DATA RECORDS Start Marker

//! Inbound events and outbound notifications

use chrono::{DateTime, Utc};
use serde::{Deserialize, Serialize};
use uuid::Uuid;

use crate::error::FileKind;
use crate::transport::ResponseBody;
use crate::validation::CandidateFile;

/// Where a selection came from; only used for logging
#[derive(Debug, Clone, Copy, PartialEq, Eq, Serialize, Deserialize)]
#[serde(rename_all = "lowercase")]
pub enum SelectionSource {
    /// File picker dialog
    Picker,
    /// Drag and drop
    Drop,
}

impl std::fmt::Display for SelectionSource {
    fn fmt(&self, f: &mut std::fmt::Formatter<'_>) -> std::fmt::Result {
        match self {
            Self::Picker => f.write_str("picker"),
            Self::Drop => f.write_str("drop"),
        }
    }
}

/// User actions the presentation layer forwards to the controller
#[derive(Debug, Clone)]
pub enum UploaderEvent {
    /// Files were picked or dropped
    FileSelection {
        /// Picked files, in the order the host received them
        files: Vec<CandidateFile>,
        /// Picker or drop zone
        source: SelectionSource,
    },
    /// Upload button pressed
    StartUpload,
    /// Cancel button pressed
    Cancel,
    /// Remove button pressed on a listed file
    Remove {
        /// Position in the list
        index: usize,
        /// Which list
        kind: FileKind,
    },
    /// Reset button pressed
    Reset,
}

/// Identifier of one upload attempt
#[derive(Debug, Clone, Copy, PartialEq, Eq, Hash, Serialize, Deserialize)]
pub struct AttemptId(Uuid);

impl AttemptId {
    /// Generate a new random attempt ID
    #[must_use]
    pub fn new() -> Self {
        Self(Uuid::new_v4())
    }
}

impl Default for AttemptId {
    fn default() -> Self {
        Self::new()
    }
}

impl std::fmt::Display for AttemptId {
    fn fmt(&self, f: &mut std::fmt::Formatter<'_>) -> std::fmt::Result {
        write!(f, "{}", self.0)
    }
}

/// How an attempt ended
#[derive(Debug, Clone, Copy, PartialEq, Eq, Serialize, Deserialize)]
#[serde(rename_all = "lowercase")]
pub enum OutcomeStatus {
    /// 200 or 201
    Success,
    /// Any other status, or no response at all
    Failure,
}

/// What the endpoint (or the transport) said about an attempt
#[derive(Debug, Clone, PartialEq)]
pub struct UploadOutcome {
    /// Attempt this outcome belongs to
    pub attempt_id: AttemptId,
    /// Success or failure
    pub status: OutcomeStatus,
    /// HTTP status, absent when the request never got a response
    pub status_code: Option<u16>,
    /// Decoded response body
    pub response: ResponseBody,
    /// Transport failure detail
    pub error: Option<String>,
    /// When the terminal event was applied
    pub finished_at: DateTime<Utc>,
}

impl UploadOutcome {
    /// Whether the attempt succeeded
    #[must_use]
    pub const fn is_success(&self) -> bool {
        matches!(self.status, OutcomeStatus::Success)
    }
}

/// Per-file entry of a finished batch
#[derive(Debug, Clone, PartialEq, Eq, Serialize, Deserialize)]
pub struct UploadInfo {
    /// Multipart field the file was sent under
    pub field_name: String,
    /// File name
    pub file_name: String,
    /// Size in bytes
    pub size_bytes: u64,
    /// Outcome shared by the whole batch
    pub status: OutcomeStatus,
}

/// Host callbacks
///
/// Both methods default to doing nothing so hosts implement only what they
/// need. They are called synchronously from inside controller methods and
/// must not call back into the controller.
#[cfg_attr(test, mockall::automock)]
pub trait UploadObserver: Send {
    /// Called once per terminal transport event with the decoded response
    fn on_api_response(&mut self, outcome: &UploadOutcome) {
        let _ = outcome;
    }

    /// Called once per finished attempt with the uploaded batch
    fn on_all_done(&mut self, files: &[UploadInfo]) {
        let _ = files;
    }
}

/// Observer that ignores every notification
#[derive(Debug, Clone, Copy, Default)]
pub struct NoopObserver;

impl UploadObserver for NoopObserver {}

DATA RECORDS End Marker

YOUR INSTRUCTIONS: Only one stretch of the data above is needed. Restate it word for word, from the line containing "in the list" through the line containing "pub struct AttemptId(Uuid);", both ends included.

RESPONSE AREA:
        /// Position in the list
        index: usize,
        /// Which list
        kind: FileKind,
    },
    /// Reset button pressed
    Reset,
}

/// Identifier of one upload attempt
#[derive(Debug, Clone, Copy, PartialEq, Eq, Hash, Serialize, Deserialize)]
pub struct AttemptId(Uuid);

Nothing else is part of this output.